WHAT YOU ARE ASKED TO DO: Identify all lines of the data containing the string "struct" and copy them.

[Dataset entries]
· · · · ·
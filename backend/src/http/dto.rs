//! Data Transfer Objects for the HTTP API.
//!
//! View and map DTOs are re-exported from the routes module since they
//! already derive Serialize/Deserialize.

use serde::{Deserialize, Serialize};

pub use crate::api::{BarChartFigure, DerivedView, MapOverlay, SiteRecord, ViewUpdate};
use crate::services::DashboardSession;

/// Health check response.
#[derive(Debug, Clone, Serialize, Deserialize)]
pub struct HealthResponse {
    /// Status of the service
    pub status: String,
    /// Version of the API
    pub version: String,
    /// Number of sites in the catalog
    pub sites: usize,
}

/// Site list response.
#[derive(Debug, Clone, Serialize, Deserialize)]
pub struct SiteListResponse {
    /// Sites in catalog order
    pub sites: Vec<SiteRecord>,
    /// Total count
    pub total: usize,
}

/// Request body for a selector change.
#[derive(Debug, Clone, Serialize, Deserialize)]
pub struct SelectionRequest {
    /// Site name picked in the selector
    pub site: String,
}

/// A session's selection together with its derived view and chart figures.
#[derive(Debug, Clone, Serialize, Deserialize)]
pub struct SessionResponse {
    pub session_id: String,
    pub selected: String,
    pub view: DerivedView,
    pub update: ViewUpdate,
}

impl SessionResponse {
    pub fn new(session_id: impl Into<String>, session: &DashboardSession) -> Self {
        Self {
            session_id: session_id.into(),
            selected: session.selected().to_string(),
            view: session.view().clone(),
            update: ViewUpdate::from(session.view()),
        }
    }
}

/// Stateless view response for a single site.
#[derive(Debug, Clone, Serialize, Deserialize)]
pub struct ViewResponse {
    pub view: DerivedView,
    pub update: ViewUpdate,
}

impl From<DerivedView> for ViewResponse {
    fn from(view: DerivedView) -> Self {
        let update = ViewUpdate::from(&view);
        Self { view, update }
    }
}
· · · · ·
WRITTEN RESPONSE:
pub struct HealthResponse {
pub struct SiteListResponse {
pub struct SelectionRequest {
pub struct SessionResponse {
pub struct ViewResponse {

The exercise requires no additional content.